Retired Supreme Court Justice Sandra Day O'Connor arrived at a D.C. speaking engagement Wednesday in a wheelchair, and she walked to the podium on crutches. O'Connor, 77, did not tell the audience the reason, shrugging it off with a laugh as a "temporary deficiency, I trust." But she told attendees beforehand that her hip gave her trouble during a recent overseas trip, and she had an MRI this morning to diagnose the problem.
O'Connor, who retired in January 2006, was the keynote speaker at a conference at the Law Library of Congress on the impact of Strickland v. Washington, the 1984 ruling that established standards for assessing claims of ineffective assistance of counsel in criminal cases. When pressed, O'Connor lists the decision, which she authored, as the one with "the greatest effect" of any she wrote in her 25 years on the high court. The conference was sponsored by the Constitution Project. George Washington University School of Law, Holland & Knight, Jenner & Block and Wilmer Cutler Pickering Hale and Dorr supported the event.

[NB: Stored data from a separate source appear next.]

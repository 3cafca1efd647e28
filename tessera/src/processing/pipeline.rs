use std::time::Duration;

use tokio::task::JoinHandle;
use tokio::time::Instant;
use tokio_util::sync::CancellationToken;
use tracing::{debug, info, warn};
use uuid::Uuid;

use super::admission::Admission;
use crate::config::Config;
use crate::error::{Result, TesseraError};
use crate::models::{
    OcrRequest, PreprocessConfig, RecognitionResult, RequestContext, RequestStage, StageTimings,
};
use crate::ocr::{preprocess, ImageNormalizer, OcrAdapter};

/// Successful run of one request.
#[derive(Debug, Clone)]
pub struct OcrOutcome {
    pub request_id: Uuid,
    pub result: RecognitionResult,
    pub timings: StageTimings,
}

/// Failed run: the stage that was active and why it failed. No partial text
/// is ever attached.
#[derive(Debug)]
pub struct StageFailure {
    pub request_id: Uuid,
    pub stage: RequestStage,
    pub error: TesseraError,
    pub timings: StageTimings,
}

impl std::fmt::Display for StageFailure {
    fn fmt(&self, f: &mut std::fmt::Formatter<'_>) -> std::fmt::Result {
        write!(f, "{} (stage: {})", self.error, self.stage)
    }
}

impl std::error::Error for StageFailure {
    fn source(&self) -> Option<&(dyn std::error::Error + 'static)> {
        Some(&self.error)
    }
}

/// Runs requests through decode, preprocess and recognize under admission
/// control, a per-request deadline and cooperative cancellation.
#[derive(Debug, Clone)]
pub struct ProcessingPipeline {
    normalizer: ImageNormalizer,
    adapter: OcrAdapter,
    admission: Admission,
    preprocess_defaults: PreprocessConfig,
    request_timeout: Duration,
}

fn millis(d: Duration) -> u64 {
    d.as_millis() as u64
}

impl ProcessingPipeline {
    pub fn new(config: &Config, adapter: OcrAdapter) -> Self {
        Self {
            normalizer: ImageNormalizer::from_config(config),
            adapter,
            admission: Admission::from_config(&config.limits),
            preprocess_defaults: config.preprocess,
            request_timeout: config.limits.request_timeout(),
        }
    }

    pub fn adapter(&self) -> &OcrAdapter {
        &self.adapter
    }

    pub fn admission(&self) -> &Admission {
        &self.admission
    }

    pub fn preprocess_defaults(&self) -> &PreprocessConfig {
        &self.preprocess_defaults
    }

    /// Validate, admit and run one request to completion.
    pub async fn process(
        &self,
        request: OcrRequest,
        cancel: CancellationToken,
    ) -> std::result::Result<OcrOutcome, StageFailure> {
        let mut ctx = match self.prepare(request, cancel) {
            Ok(ctx) => ctx,
            Err(error) => {
                warn!(kind = error.kind(), error = %error, "Request rejected");
                return Err(StageFailure {
                    request_id: Uuid::new_v4(),
                    stage: RequestStage::Received,
                    error,
                    timings: StageTimings::default(),
                });
            }
        };

        match self.run(&mut ctx).await {
            Ok(result) => {
                ctx.complete();
                info!(
                    request_id = %ctx.id(),
                    regions = result.regions().len(),
                    confidence = result.mean_confidence(),
                    total_ms = ctx.timings.total_ms,
                    "Request completed"
                );
                debug!(request_id = %ctx.id(), text = %result.text(), "Raw recognized text");
                Ok(OcrOutcome {
                    request_id: ctx.id(),
                    result,
                    timings: ctx.timings,
                })
            }
            Err(error) => {
                let stage = ctx.fail();
                warn!(
                    request_id = %ctx.id(),
                    stage = %stage,
                    kind = error.kind(),
                    error = %error,
                    "Request failed"
                );
                Err(StageFailure {
                    request_id: ctx.id(),
                    stage,
                    error,
                    timings: ctx.timings,
                })
            }
        }
    }

    /// Cheap validation that runs before admission: payload size, format
    /// sniffing, language, segmentation mode and preprocessing bounds.
    fn prepare(&self, request: OcrRequest, cancel: CancellationToken) -> Result<RequestContext> {
        self.normalizer.check(&request.blob)?;
        let language = self.adapter.resolve_language(request.language.as_deref())?;
        let segmentation = self
            .adapter
            .resolve_segmentation(request.segmentation.as_deref())?;
        let preprocess = request
            .preprocess
            .unwrap_or(self.preprocess_defaults)
            .validate()?;
        let timeout = request
            .timeout
            .filter(|t| !t.is_zero())
            .unwrap_or(self.request_timeout);

        Ok(RequestContext::new(
            request.blob,
            language,
            segmentation,
            preprocess,
            timeout,
            cancel,
        ))
    }

    async fn run(&self, ctx: &mut RequestContext) -> Result<RecognitionResult> {
        ctx.check_live(RequestStage::Decoding)?;
        let permit = self
            .admission
            .admit(ctx.deadline(), ctx.cancel_token())
            .await?;
        ctx.timings.queued_ms = millis(permit.queued_for());

        ctx.advance(RequestStage::Decoding)?;
        debug!(request_id = %ctx.id(), "Decoding");
        let started = Instant::now();
        let blob = ctx
            .take_blob()
            .ok_or_else(|| TesseraError::Internal("Request image already consumed".into()))?;
        let normalizer = self.normalizer.clone();
        let (raster, permit) = await_blocking(
            ctx,
            RequestStage::Decoding,
            tokio::task::spawn_blocking(move || (normalizer.normalize(&blob), permit)),
        )
        .await?;
        let raster = raster?;
        ctx.timings.decode_ms = millis(started.elapsed());

        ctx.advance(RequestStage::Preprocessing)?;
        debug!(
            request_id = %ctx.id(),
            width = raster.width(),
            height = raster.height(),
            "Preprocessing"
        );
        let started = Instant::now();
        let config = ctx.preprocess;
        let (raster, permit) = await_blocking(
            ctx,
            RequestStage::Preprocessing,
            tokio::task::spawn_blocking(move || (preprocess(raster, &config), permit)),
        )
        .await?;
        ctx.timings.preprocess_ms = millis(started.elapsed());

        ctx.advance(RequestStage::Recognizing)?;
        let remaining = ctx.remaining();
        let deadline_bound = remaining < self.adapter.timeout();
        let timeout = remaining.min(self.adapter.timeout());
        debug!(
            request_id = %ctx.id(),
            language = %ctx.language,
            psm = %ctx.segmentation,
            timeout_ms = millis(timeout),
            "Recognizing"
        );
        let started = Instant::now();
        let result = self
            .adapter
            .recognize_within(
                &raster,
                &ctx.language,
                ctx.segmentation,
                timeout,
                ctx.cancel_token(),
            )
            .await;
        ctx.timings.recognize_ms = millis(started.elapsed());
        drop(permit);

        match result {
            Err(TesseraError::RecognitionTimeout(_)) if deadline_bound => Err(
                TesseraError::DeadlineExceeded(RequestStage::Recognizing.to_string()),
            ),
            other => other,
        }
    }
}

/// Await a blocking task, giving up early on cancellation or deadline. The
/// task itself runs to completion on the blocking pool and its output is
/// dropped. Tasks take the admission permit with them, so an abandoned task
/// keeps its slot until the work actually stops.
async fn await_blocking<T>(
    ctx: &RequestContext,
    stage: RequestStage,
    handle: JoinHandle<T>,
) -> Result<T> {
    tokio::select! {
        biased;
        _ = ctx.cancel_token().cancelled() => Err(TesseraError::Cancelled),
        _ = tokio::time::sleep_until(ctx.deadline()) => {
            Err(TesseraError::DeadlineExceeded(stage.to_string()))
        }
        joined = handle => joined
            .map_err(|e| TesseraError::Internal(format!("{stage} task failed: {e}"))),
    }
}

Footnote: When Legal Times photo editor Diego Radzinschi tried to take a photo of O'Connor in her wheelchair, a plainclothes Supreme Court police officer accompanying her waved him off and would not let him take the shot -- even though it was a public event, and she was in full view of many of the several hundred people in attendance.





a lovely lady. i can understand.
Posted by: | November 13, 2007 at 12:13 PM
I think she was the worst justice in my lifetime. Her reasoning was always shallow and her opinions were always totally result oriented. She could never give a straight answer to anything.